I'm in my Chiron Return season right now .... in fact, Chiron is at 26 degrees now and mine is 28 degrees. It's already been conjunct my Moon-Venus in Aries (whew!). And it's been a convergence of seasons and cycles right now (Uranus square Natal Pluto and more).

But this Chrion Return is right in front of me. And it's a core wound. It's definitely inside out work. 

And it's hit me hard .... it's the deep work of doing and being. 

“Why do I feel like I have to earn my right to exist?”

I've always loved work. Or at least enjoyed it (maybe save the last couple of years of being an entrepreneur). 

So I'm unwinding a lot ... like my core operating system of "DO" .... feeling like I need to act, to do to be "worth it." And this one is really big for me.

I think astrology is like an emotional MRI. A telescope into the soul. 

BEING / BE / EXIST / PRESENCE

Feeling like I need DO. I'm so wired to just wake up and go and DO DO DO.

So this one has been challenging to just to BE ... and BE OK with that. 

I started some thoughtful meditation on being the mountain before traveling to Switzerland. And when I got there .... I got a real good lesson on being with every mountain I saw being the biggest I've ever seen .... next to 10 more beside it --- it was 360 degrees mountains. 

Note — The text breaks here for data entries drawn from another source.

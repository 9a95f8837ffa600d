// src/ingest/providers/chromium.rs
//! Headless Chromium timeline driver (Chrome DevTools Protocol).
//!
//! All DOM knowledge lives in the scripts below; if the platform changes
//! its markup, this is the only file that needs to follow.

use std::future::Future;
use std::path::Path;
use std::time::{Duration, Instant};

use async_trait::async_trait;
use chromiumoxide::cdp::browser_protocol::network::{CookieParam, SetCookiesParams, TimeSinceEpoch};
use chromiumoxide::cdp::js_protocol::runtime::EvaluateParams;
use chromiumoxide::error::CdpError;
use chromiumoxide::{Browser, BrowserConfig, Page};
use futures::StreamExt;
use metrics::histogram;
use serde::de::DeserializeOwned;
use serde::Deserialize;
use tokio::io::AsyncBufReadExt;
use tokio::task::JoinHandle;

use crate::config::digest::BrowserSection;
use crate::error::FetchError;
use crate::ingest::collector::{collect_timeline, TimelinePage};
use crate::ingest::types::{RawPost, TimeWindow, TimelineSource};
use crate::session::{Cookie, SessionState};

const BASE_URL: &str = "https://x.com";
const LOGIN_URL: &str = "https://x.com/i/flow/login";

const EXTRACT_POSTS_JS: &str = r#"
Array.from(document.querySelectorAll("article[data-testid='tweet']")).map(a => {
  const link = a.querySelector('a[role="link"][href*="/status/"]');
  const time = a.querySelector('time');
  const parts = Array.from(a.querySelectorAll('[data-testid="tweetText"]')).map(n => n.innerText);
  return {
    href: link ? link.getAttribute('href') : null,
    datetime: time ? time.getAttribute('datetime') : null,
    text: parts.join('\n')
  };
})
"#;

const PROBE_PAGE_JS: &str = r#"
({
  ready: document.readyState,
  tweets: document.querySelectorAll("article[data-testid='tweet']").length,
  login: !!document.querySelector('[data-testid="loginButton"], input[autocomplete="username"]')
    || location.pathname.startsWith('/i/flow/login') || location.pathname === '/login',
  column: !!document.querySelector('[data-testid="primaryColumn"]'),
  empty: !!document.querySelector('[data-testid="emptyState"]')
})
"#;

const DISMISS_CONSENT_JS: &str = r#"
(() => {
  const labels = ["Accept", "I agree", "Allow all", "Accept all cookies"];
  let clicked = 0;
  for (const b of document.querySelectorAll('button, [role="button"]')) {
    if (labels.includes((b.innerText || '').trim())) { b.click(); clicked++; }
  }
  return clicked;
})()
"#;

const SCROLL_JS: &str = "window.scrollBy(0, 20000); true";

#[derive(Debug, Deserialize)]
struct ScrapedArticle {
    href: Option<String>,
    datetime: Option<String>,
    text: String,
}

#[derive(Debug, Deserialize)]
struct PageProbe {
    ready: String,
    tweets: u32,
    login: bool,
    column: bool,
    empty: bool,
}

fn cdp_err(what: &str, e: CdpError) -> FetchError {
    match e {
        CdpError::Timeout => FetchError::NetworkTimeout(what.to_string()),
        other => FetchError::Browser(format!("{what}: {other}")),
    }
}

/// Bound a CDP call; elapsed or protocol timeouts become `NetworkTimeout`.
async fn bounded<T, F>(limit: Duration, what: &str, fut: F) -> Result<T, FetchError>
where
    F: Future<Output = Result<T, CdpError>>,
{
    match tokio::time::timeout(limit, fut).await {
        Ok(Ok(v)) => Ok(v),
        Ok(Err(e)) => Err(cdp_err(what, e)),
        Err(_) => Err(FetchError::NetworkTimeout(what.to_string())),
    }
}

async fn eval<T: DeserializeOwned>(
    page: &Page,
    limit: Duration,
    what: &str,
    js: &str,
) -> Result<T, FetchError> {
    let params = EvaluateParams::builder()
        .expression(js)
        .return_by_value(true)
        .build()
        .map_err(FetchError::Browser)?;
    let res = bounded(limit, what, page.evaluate_expression(params)).await?;
    res.into_value::<T>()
        .map_err(|e| FetchError::LayoutChanged(format!("{what}: unexpected script result ({e})")))
}

/// Handle from a status link like `/financialjuice/status/1789...`.
fn handle_from_href(href: &str) -> Option<String> {
    let mut parts = href.trim_start_matches('/').split('/');
    let handle = parts.next()?;
    (parts.next() == Some("status") && !handle.is_empty()).then(|| handle.to_string())
}

fn to_cookie_params(session: &SessionState) -> Result<Vec<CookieParam>, FetchError> {
    session
        .cookies()
        .iter()
        .map(|c| {
            let mut b = CookieParam::builder()
                .name(c.name.clone())
                .value(c.value.clone())
                .domain(c.domain.clone())
                .path(c.path.clone())
                .secure(c.secure)
                .http_only(c.http_only);
            if let Some(exp) = c.expiry.filter(|e| *e > 0.0) {
                b = b.expires(TimeSinceEpoch::new(exp));
            }
            // Only the name is reported; the value stays out of errors.
            b.build()
                .map_err(|e| FetchError::Browser(format!("cookie {}: {e}", c.name)))
        })
        .collect()
}

struct LaunchedBrowser {
    browser: Browser,
    handler: JoinHandle<()>,
}

impl LaunchedBrowser {
    async fn launch(settings: &BrowserSection, headless: bool) -> Result<Self, FetchError> {
        let mut builder = BrowserConfig::builder()
            .window_size(1280, 2000)
            .request_timeout(Duration::from_secs(settings.nav_timeout_secs))
            .arg("--disable-blink-features=AutomationControlled")
            .arg(format!("--user-agent={}", settings.user_agent));
        if !headless {
            builder = builder.with_head();
        }
        if let Some(path) = &settings.chrome_path {
            builder = builder.chrome_executable(path);
        }
        let config = builder.build().map_err(FetchError::Browser)?;
        let (browser, mut handler) = Browser::launch(config)
            .await
            .map_err(|e| FetchError::Browser(format!("launching chromium: {e}")))?;
        let handler = tokio::spawn(async move {
            while let Some(ev) = handler.next().await {
                if let Err(e) = ev {
                    tracing::debug!(target: "fetch", error = %e, "cdp handler event error");
                }
            }
        });
        Ok(Self { browser, handler })
    }

    async fn shutdown(mut self) {
        if let Err(e) = self.browser.close().await {
            tracing::debug!(target: "fetch", error = %e, "browser close failed");
        }
        let _ = self.browser.wait().await;
        self.handler.abort();
    }
}

/// [`TimelinePage`] over a live Chromium tab.
struct ChromiumPage<'a> {
    page: &'a Page,
    account: &'a str,
    step_timeout: Duration,
    scroll_wait: Duration,
}

#[async_trait]
impl TimelinePage for ChromiumPage<'_> {
    async fn visible_posts(&mut self) -> Result<Vec<RawPost>, FetchError> {
        let scraped: Vec<ScrapedArticle> =
            eval(self.page, self.step_timeout, "reading timeline", EXTRACT_POSTS_JS).await?;
        let mut out = Vec::with_capacity(scraped.len());
        let mut skipped = 0usize;
        for a in scraped {
            // Promoted/ad cards carry no status link or timestamp.
            let (Some(href), Some(datetime)) = (a.href, a.datetime) else {
                skipped += 1;
                continue;
            };
            out.push(RawPost {
                author_handle: handle_from_href(&href).unwrap_or_else(|| self.account.to_string()),
                text: a.text.trim().to_string(),
                posted_at: datetime,
                source_id: Some(href),
            });
        }
        if skipped > 0 {
            tracing::debug!(target: "fetch", skipped, "articles without status link or time");
        }
        Ok(out)
    }

    async fn scroll(&mut self) -> Result<(), FetchError> {
        let _: bool = eval(self.page, self.step_timeout, "scrolling", SCROLL_JS).await?;
        tokio::time::sleep(self.scroll_wait).await;
        Ok(())
    }
}

/// TimelineFetcher backed by headless Chromium.
pub struct ChromiumTimelineSource {
    settings: BrowserSection,
}

impl ChromiumTimelineSource {
    pub fn new(settings: BrowserSection) -> Self {
        Self { settings }
    }

    fn step_timeout(&self) -> Duration {
        Duration::from_secs(self.settings.nav_timeout_secs.max(1))
    }

    /// Poll until the timeline rendered, the login wall appeared, or the
    /// navigation budget ran out.
    async fn await_timeline(&self, page: &Page) -> Result<(), FetchError> {
        let deadline = Instant::now() + self.step_timeout();
        loop {
            let probe: PageProbe =
                eval(page, self.step_timeout(), "probing page", PROBE_PAGE_JS).await?;
            if probe.login {
                return Err(FetchError::AuthExpired);
            }
            if probe.tweets > 0 || probe.empty {
                return Ok(());
            }
            if Instant::now() >= deadline {
                return Err(match (probe.ready.as_str(), probe.column) {
                    ("complete", true) => FetchError::LayoutChanged(
                        "timeline column rendered but no post articles matched".into(),
                    ),
                    ("complete", false) => {
                        FetchError::LayoutChanged("timeline column not found".into())
                    }
                    _ => FetchError::NetworkTimeout("waiting for the timeline to render".into()),
                });
            }
            tokio::time::sleep(Duration::from_millis(500)).await;
        }
    }

    async fn capture(
        &self,
        browser: &Browser,
        session: &SessionState,
        account: &str,
        window: &TimeWindow,
    ) -> Result<Vec<RawPost>, FetchError> {
        let step = self.step_timeout();
        let page = bounded(step, "opening tab", browser.new_page("about:blank")).await?;

        let cookies = to_cookie_params(session)?;
        bounded(step, "injecting session", page.execute(SetCookiesParams::new(cookies))).await?;

        let url = format!("{BASE_URL}/{}", account.trim_start_matches('@'));
        bounded(step, "loading the timeline", page.goto(url.as_str())).await?;

        let clicked: u32 = eval(&page, step, "dismissing consent", DISMISS_CONSENT_JS).await?;
        if clicked > 0 {
            tracing::debug!(target: "fetch", clicked, "dismissed consent overlay");
        }
        self.await_timeline(&page).await?;

        let mut tab = ChromiumPage {
            page: &page,
            account,
            step_timeout: step,
            scroll_wait: Duration::from_millis(self.settings.scroll_wait_ms),
        };
        let collected = collect_timeline(&mut tab, window.cutoff, &self.settings.scroll_budget()).await?;
        tracing::info!(
            target: "fetch",
            account,
            posts = collected.posts.len(),
            scrolls = collected.scrolls,
            stop = ?collected.stop,
            "timeline captured"
        );
        Ok(collected.posts)
    }
}

/// One browser launch per call; retries are layered on by
/// [`RetryingSource`](crate::ingest::retrying::RetryingSource).
#[async_trait]
impl TimelineSource for ChromiumTimelineSource {
    async fn fetch(
        &self,
        session: &SessionState,
        account: &str,
        window: &TimeWindow,
    ) -> Result<Vec<RawPost>, FetchError> {
        let t0 = Instant::now();
        let launched = LaunchedBrowser::launch(&self.settings, self.settings.headless).await?;
        let res = self
            .capture(&launched.browser, session, account, window)
            .await;
        launched.shutdown().await;

        histogram!("digest_fetch_ms").record(t0.elapsed().as_secs_f64() * 1_000.0);
        res
    }

    fn name(&self) -> &'static str {
        "chromium"
    }
}

/// Open a visible browser on the login flow, wait for the operator to press
/// Enter once logged in, then save the cookie jar to `out`.
pub async fn export_session(settings: &BrowserSection, out: &Path) -> anyhow::Result<usize> {
    let launched = LaunchedBrowser::launch(settings, false).await?;
    let res = async {
        let page = launched.browser.new_page(LOGIN_URL).await?;
        println!("A browser window opened. Log in, and once your timeline is visible press Enter here...");
        let mut line = String::new();
        tokio::io::BufReader::new(tokio::io::stdin())
            .read_line(&mut line)
            .await?;

        let cookies: Vec<Cookie> = page
            .get_cookies()
            .await?
            .into_iter()
            .map(|c| Cookie {
                name: c.name,
                value: c.value,
                domain: c.domain,
                path: c.path,
                expiry: (c.expires > 0.0).then_some(c.expires),
                http_only: c.http_only,
                secure: c.secure,
            })
            .collect();
        let state = SessionState::new(cookies);
        state.save(out)?;
        anyhow::Ok(state.cookies().len())
    }
    .await;
    launched.shutdown().await;
    res
}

Then in our hotel overlooking Lake Geneva, I saw Dent Du Miti

Really made an impression. And going every day to the top of some incredible mountain peak via cable cars and gondolas. 

What does the mountain do? 

Mountains don't really do anything. They just exist. Presence. 

And I'd been wrestling with what is presence ... and got it in Switzerland. 

So that's my work ... BEING. Like the mountain. 

The beautiful thing along with my Crater Lake story was also the lake below. 

There was one night when you couldn't see the mountain, but just the lake. It was omnious. Broody overhead. And that's the Deep to me. My emotions. I'm both. 

Chiron Square Natal Saturn

Ah, just remembered ...... if Chiron is at 26 degrees Aries in 6th now ... it's in direct square (lots of friction) with my natal Saturn in Cancer in 9th. 

I honestly felt relieved that it's past my Moon-Venus ... but I'm not out of the woods yet. 

A couple months ago, I had an ephipany about Saturn .... I thought it was the mother archetype because it was in Cancer ... it's not for me. It's the father archetype. So I've been going back and doing some journaling on how I experienced the father archetype and rewriting some "contracts" and "beliefs" I may have embedded deeply inside of me. 

It's been a huge light of reevaluation, especially in midlife for me. And freeing. 

As a leader, father, husband, I've always been drawn to the role of the Shepherd, which feels natural to me. I want to tend to my people, protect my people. And this has been challenged in some monumental ways.

How I overextend, take on too much, try to hold everything including my own emotions in. And just broke me. 

That part of the mountain leads back to Crater Lake and Mount Mazama in my mythic story. And it all collapsed. The Mountain of Doing, Holding. 

It's vastly different from Mont De Miti and Presence and just BEING, instead of heaping doing on top of me. Trying to hold it all together and in. 

Whew. Just realized that even if I felt somewhat out of the woods with Moon (Emotions) and Venus (Relating) but now it's Saturn. 

So much of this work is building the Inner Temple and home inside of me. My own, not one inherited. It's really frustrating but gratifying work as I see glimmers of what could be. The potential, the progress.